Genetic Manipulation of the Growth Properties of the L1 Cell Layer

The identification of L1-expressed genes, and the subsequent characterisation of their promoters, coupled to the identification of key growth regulators in plants, has recently smoothed the way for a new generation of experiments aimed at understanding the contribution of the L1 to plant growth. Two independent studies have used expression of cognate growth regulators under the ATML1 promoter to analyse how manipulating growth specifically in the L1 of the SAM and young leaf primordia affects organ development.

In the first study two cyclin-dependent kinase inhibitors, KRP1/ICK1 and KRP4, were expressed in the L1, leading to a decrease in L1 proliferation. The resulting epidermal cells demonstrated a compensatory increase in size, but overall plant and organ size were none-the-less decreased. Surprisingly however, cell numbers in the underlying mesophyll did not differ significantly from those in wild-type leaves leading the authors to conclude that the control of proliferation in mesophyll and epidermal cell layers are regulated by autonomous programmes during development (Bemis and Torii 2007). This conclusion is in agreement with those reached during the study of the reticulata mutant (Sect. 3.6) (Gonzalez-Bayon et al. 2006). However, during wild-type development, cessation of cell division in the epidermis occurs later than that in underlying tissues (Sect. 3.3). Moreover, no effect on the SAM was observed in this study, suggesting that the transgenic KRP activity may be context dependent. It is thus possible that the KRP-induced block in cell division in this study could function predominantly at stages in primordium development when mesophyll proliferation is more advanced than that of the epidermis, leading, in part, to the observed imbalance in cell-numbers in the mature leaves.
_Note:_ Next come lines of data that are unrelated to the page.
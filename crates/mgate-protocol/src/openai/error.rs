use serde::{Deserialize, Serialize};

/// OpenAI-style error envelope returned to clients on OpenAI-dialect routes.
#[derive(Debug, Clone, Serialize, Deserialize)]
pub struct ErrorEnvelope {
    pub error: ErrorBody,
}

#[derive(Debug, Clone, Serialize, Deserialize)]
pub struct ErrorBody {
    pub message: String,
    #[serde(rename = "type")]
    pub kind: String,
    #[serde(skip_serializing_if = "Option::is_none")]
    pub code: Option<String>,
    #[serde(skip_serializing_if = "Option::is_none")]
    pub param: Option<String>,
}

impl ErrorEnvelope {
    pub fn new(message: impl Into<String>, kind: impl Into<String>, code: Option<String>) -> Self {
        Self {
            error: ErrorBody {
                message: message.into(),
                kind: kind.into(),
                code,
                param: None,
            },
        }
    }
}
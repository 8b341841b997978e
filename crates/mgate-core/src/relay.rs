use std::collections::HashSet;
use std::sync::Arc;
use std::time::{Duration, Instant};

use bytes::Bytes;
use http::HeaderMap;
use mgate_common::{ErrorKind, RelayStatus, Usage, new_request_id};
use mgate_dialect::canonical::{Aggregator, ChatRequest};
use mgate_dialect::{Dialect, Proto, RequestPayload};
use mgate_protocol::sse::SseParser;
use mgate_storage::{GatewayStore, LogDetailInput, LogRecordInput};
use tracing::{info, warn};

use crate::auth::{AuthContext, TokenAuth};
use crate::capture::Capture;
use crate::channel::Channel;
use crate::config::RelayConfig;
use crate::dispatch::Dispatcher;
use crate::error::RelayError;
use crate::ledger::{Ledger, PreCharge, QuotaAccount, QuotaStore};
use crate::reconcile;
use crate::transport::{
    self, TemplateContext, UpstreamBody, UpstreamClient, UpstreamRequest, UpstreamResponse,
};

/// Policy knobs resolving the source's open questions; defaults preserve its
/// behavior.
#[derive(Debug, Clone)]
pub struct RelayOptions {
    /// Refund the remainder when a streaming client disconnects mid-flight.
    /// Off by default: partial delivery was consumed, so it is billed.
    pub refund_on_disconnect: bool,
}

impl Default for RelayOptions {
    fn default() -> Self {
        Self {
            refund_on_disconnect: false,
        }
    }
}

/// Per-request scratch record assembled once authentication succeeds and
/// threaded through dispatch, metering, and logging.
#[derive(Debug, Clone)]
pub struct RelayInfo {
    pub request_id: String,
    pub dialect: Dialect,
    pub model: String,
    pub is_stream: bool,
    pub auth: AuthContext,
    pub channel_id: Option<i64>,
    pub first_channel_id: Option<i64>,
    pub deadline: Instant,
    pub started: Instant,
    pub first_byte_at: Option<Instant>,
    pub usage: Usage,
    pub tried_channels: HashSet<i64>,
    pub client_ip: Option<String>,
}

/// What the router turns into an HTTP response.
pub enum RelayResponse {
    Json {
        status: u16,
        content_type: &'static str,
        body: Bytes,
    },
    Stream {
        status: u16,
        content_type: &'static str,
        body: tokio::sync::mpsc::Receiver<Bytes>,
    },
}

pub struct InboundRequest {
    pub dialect: Dialect,
    pub headers: HeaderMap,
    pub body: Bytes,
    /// Model from the URL path, for dialects that put it there.
    pub path_model: Option<String>,
    /// Stream flag from the URL, for dialects that put it there.
    pub stream_hint: bool,
    pub client_ip: Option<String>,
}

struct AttemptSuccess {
    resp: UpstreamResponse,
    proto: Proto,
}

pub struct RelayController {
    config: RelayConfig,
    options: RelayOptions,
    auth: Arc<TokenAuth>,
    dispatcher: Dispatcher,
    ledger: Arc<Ledger<Arc<dyn QuotaStore>>>,
    client: Arc<dyn UpstreamClient>,
    store: Option<GatewayStore>,
}
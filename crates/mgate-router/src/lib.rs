//! Inbound HTTP surface: the OpenAI-compatible superset plus the Anthropic-
//! and Gemini-native entry points, all funneling into the relay controller.

mod proxy;

pub use proxy::relay_router;
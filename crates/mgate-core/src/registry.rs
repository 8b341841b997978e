use std::collections::HashSet;
use std::sync::Arc;
use std::sync::atomic::{AtomicU32, Ordering};
use std::time::Duration;

use arc_swap::ArcSwap;
use mgate_storage::{ChannelRow, GatewayStore};
use tracing::{info, warn};

use crate::channel::{Channel, ChannelStatus};
use crate::cooldown::CooldownMap;

#[derive(Debug, Default)]
pub struct ChannelSnapshot {
    pub channels: Vec<Arc<Channel>>,
}

/// Process-wide read-mostly channel view. Readers load the current snapshot
/// pointer; refresh, admin invalidation, and auto-disable publish new ones.
pub struct ChannelRegistry {
    snapshot: ArcSwap<ChannelSnapshot>,
    cooldowns: CooldownMap,
    auto_disable: bool,
    auto_disable_threshold: u32,
    fatal_counter: ArcSwap<std::collections::HashMap<i64, Arc<AtomicU32>>>,
}

impl ChannelRegistry {
    pub fn new(rows: &[ChannelRow], auto_disable: bool, auto_disable_threshold: u32) -> Self {
        let registry = Self {
            snapshot: ArcSwap::from_pointee(ChannelSnapshot::default()),
            cooldowns: CooldownMap::new(),
            auto_disable,
            auto_disable_threshold: auto_disable_threshold.max(1),
            fatal_counter: ArcSwap::from_pointee(std::collections::HashMap::new()),
        };
        registry.replace_from_rows(rows);
        registry
    }

    pub fn replace_from_rows(&self, rows: &[ChannelRow]) {
        let channels = rows
            .iter()
            .map(|row| Arc::new(Channel::from_row(row)))
            .collect();
        let counters = rows
            .iter()
            .map(|row| (row.id, Arc::new(AtomicU32::new(0))))
            .collect();
        self.snapshot.store(Arc::new(ChannelSnapshot { channels }));
        self.fatal_counter.store(Arc::new(counters));
    }

    pub fn snapshot(&self) -> Arc<ChannelSnapshot> {
        self.snapshot.load_full()
    }

    pub fn cooldowns(&self) -> &CooldownMap {
        &self.cooldowns
    }

    pub fn get(&self, channel_id: i64) -> Option<Arc<Channel>> {
        self.snapshot
            .load()
            .channels
            .iter()
            .find(|channel| channel.id == channel_id)
            .cloned()
    }

    /// The candidate set for one request: group-visible, serving the model,
    /// enabled, and not cooling down for this model.
    pub fn candidates(&self, model: &str, groups: &HashSet<String>) -> Vec<Arc<Channel>> {
        self.snapshot
            .load()
            .channels
            .iter()
            .filter(|channel| channel.status == ChannelStatus::Enabled)
            .filter(|channel| channel.in_any_group(groups))
            .filter(|channel| channel.serves_model(model))
            .filter(|channel| !self.cooldowns.is_cooling(channel.id, model))
            .cloned()
            .collect()
    }

    /// Every model the given groups can reach, for `GET /v1/models`.
    pub fn visible_models(&self, groups: &HashSet<String>) -> Vec<String> {
        let mut models: Vec<String> = self
            .snapshot
            .load()
            .channels
            .iter()
            .filter(|channel| channel.status == ChannelStatus::Enabled)
            .filter(|channel| channel.in_any_group(groups))
            .flat_map(|channel| channel.visible_models().map(|m| m.to_string()))
            .collect();
        models.sort();
        models.dedup();
        models
    }

    pub fn set_cooldown(&self, channel_id: i64, model: &str, ttl: Duration) {
        self.cooldowns.set(channel_id, model, ttl);
    }

    pub fn note_success(&self, channel_id: i64) {
        if let Some(counter) = self.fatal_counter.load().get(&channel_id) {
            counter.store(0, Ordering::Relaxed);
        }
    }

    /// Record one fatal-channel error. When the consecutive count reaches
    /// the threshold and the auto-disable rule is on, the channel is marked
    /// auto-disabled in a fresh snapshot and the change is persisted
    /// best-effort by the caller-provided store.
    pub fn note_fatal(&self, channel_id: i64, store: Option<&GatewayStore>) -> bool {
        if !self.auto_disable {
            return false;
        }
        let Some(counter) = self.fatal_counter.load().get(&channel_id).cloned() else {
            return false;
        };
        let count = counter.fetch_add(1, Ordering::Relaxed) + 1;
        if count < self.auto_disable_threshold {
            return false;
        }

        self.publish_status(channel_id, ChannelStatus::AutoDisabled);
        warn!(event = "channel_auto_disabled", channel_id, consecutive_fatal = count);
        if let Some(store) = store {
            let store = store.clone();
            tokio::spawn(async move {
                if let Err(err) = store
                    .set_channel_status(channel_id, ChannelStatus::AutoDisabled.as_i32())
                    .await
                {
                    warn!(event = "channel_status_persist_failed", channel_id, error = %err);
                }
            });
        }
        true
    }

    fn publish_status(&self, channel_id: i64, status: ChannelStatus) {
        self.snapshot.rcu(|current| {
            let channels = current
                .channels
                .iter()
                .map(|channel| {
                    if channel.id == channel_id {
                        let mut updated = (**channel).clone();
                        updated.status = status;
                        Arc::new(updated)
                    } else {
                        channel.clone()
                    }
                })
                .collect();
            Arc::new(ChannelSnapshot { channels })
        });
    }

    /// Periodic refresh loop: reload rows and publish until shutdown.
    pub async fn run_refresh(
        self: Arc<Self>,
        store: GatewayStore,
        interval: Duration,
        mut shutdown: tokio::sync::watch::Receiver<bool>,
    ) {
        let mut ticker = tokio::time::interval(interval);
        ticker.set_missed_tick_behavior(tokio::time::MissedTickBehavior::Delay);
        loop {
            tokio::select! {
                _ = ticker.tick() => {
                    match store.load_channels().await {
                        Ok(rows) => {
                            self.replace_from_rows(&rows);
                            info!(event = "channel_refresh", channels = rows.len());
                        }
                        Err(err) => {
                            warn!(event = "channel_refresh_failed", error = %err);
                        }
                    }
                }
                _ = shutdown.changed() => {
                    if *shutdown.borrow() {
                        break;
                    }
                }
            }
        }
    }
}

#[cfg(test)]
mod tests {
    use super::*;

    fn row(id: i64, models: &str, groups: &str, status: i32) -> ChannelRow {
        ChannelRow {
            id,
            name: format!("ch{id}"),
            family: "openai".to_string(),
            base_url: "https://api.openai.com".to_string(),
            credential: "sk-test".to_string(),
            status,
            priority: 0,
            weight: 1,
            models: models.to_string(),
            model_rewrite: None,
            channel_groups: groups.to_string(),
            header_override: None,
            pass_through_errors: false,
        }
    }

    fn groups(tags: &[&str]) -> HashSet<String> {
        tags.iter().map(|tag| tag.to_string()).collect()
    }

    #[test]
    fn filtering_by_group_model_status() {
        let rows = vec![
            row(1, "gpt-4o", "default", 0),
            row(2, "gpt-4o", "vip", 0),
            row(3, "gpt-4o", "default", 1),
            row(4, "other", "default", 0),
        ];
        let registry = ChannelRegistry::new(&rows, true, 1);
        let candidates = registry.candidates("gpt-4o", &groups(&["default"]));
        assert_eq!(candidates.len(), 1);
        assert_eq!(candidates[0].id, 1);
    }

    #[test]
    fn cooldown_excludes_candidate() {
        let rows = vec![row(1, "gpt-4o", "default", 0)];
        let registry = ChannelRegistry::new(&rows, true, 1);
        registry.set_cooldown(1, "gpt-4o", Duration::from_secs(60));
        assert!(registry.candidates("gpt-4o", &groups(&["default"])).is_empty());
        // Other models on the same channel stay available.
        let rows = vec![row(1, "gpt-4o,gpt-4o-mini", "default", 0)];
        registry.replace_from_rows(&rows);
        registry.set_cooldown(1, "gpt-4o", Duration::from_secs(60));
        assert_eq!(
            registry.candidates("gpt-4o-mini", &groups(&["default"])).len(),
            1
        );
    }

    #[tokio::test]
    async fn auto_disable_publishes_new_snapshot() {
        let rows = vec![row(1, "gpt-4o", "default", 0)];
        let registry = ChannelRegistry::new(&rows, true, 2);
        assert!(!registry.note_fatal(1, None));
        assert!(!registry.candidates("gpt-4o", &groups(&["default"])).is_empty());
        assert!(registry.note_fatal(1, None));
        assert!(registry.candidates("gpt-4o", &groups(&["default"])).is_empty());
        assert_eq!(registry.get(1).unwrap().status, ChannelStatus::AutoDisabled);
    }

    #[tokio::test]
    async fn success_resets_fatal_count() {
        let rows = vec![row(1, "gpt-4o", "default", 0)];
        let registry = ChannelRegistry::new(&rows, true, 2);
        assert!(!registry.note_fatal(1, None));
        registry.note_success(1);
        assert!(!registry.note_fatal(1, None));
        assert_eq!(registry.get(1).unwrap().status, ChannelStatus::Enabled);
    }
}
The second study used a similar strategy to reintroduce perception of the growth-promoting molecule brassinosteroid (br) specifically in the L1 layer of dwarf brassinosteroid insensitive mutants. This was sufficient to rescue normal organ growth, despite the fact that br perception appeared to occur largely cell autonomously. Moreover, depletion of br in the L1 was sufficient to cause dwarfing. It was concluded, in line with several clonal studies discussed previously, that a non-cell-autonomous signal from the epidermis controls the growth of underlying cells allowing the epidermis to both drive and restrict the growth of shoots (Savaldi-Goldstein et al. 2007).

When considering the apparently contradictory conclusions drawn from these studies, it should be borne in mind that the control of growth mediated by br acts predominantly (although not exclusively) at the level of cell expansion, whereas KRPs exert a direct control of cell proliferation. This not only serves to make the two sets of observations difficult to compare directly, but also underlines the potential complexity, as well as the utility, of analysing growth control using such approaches.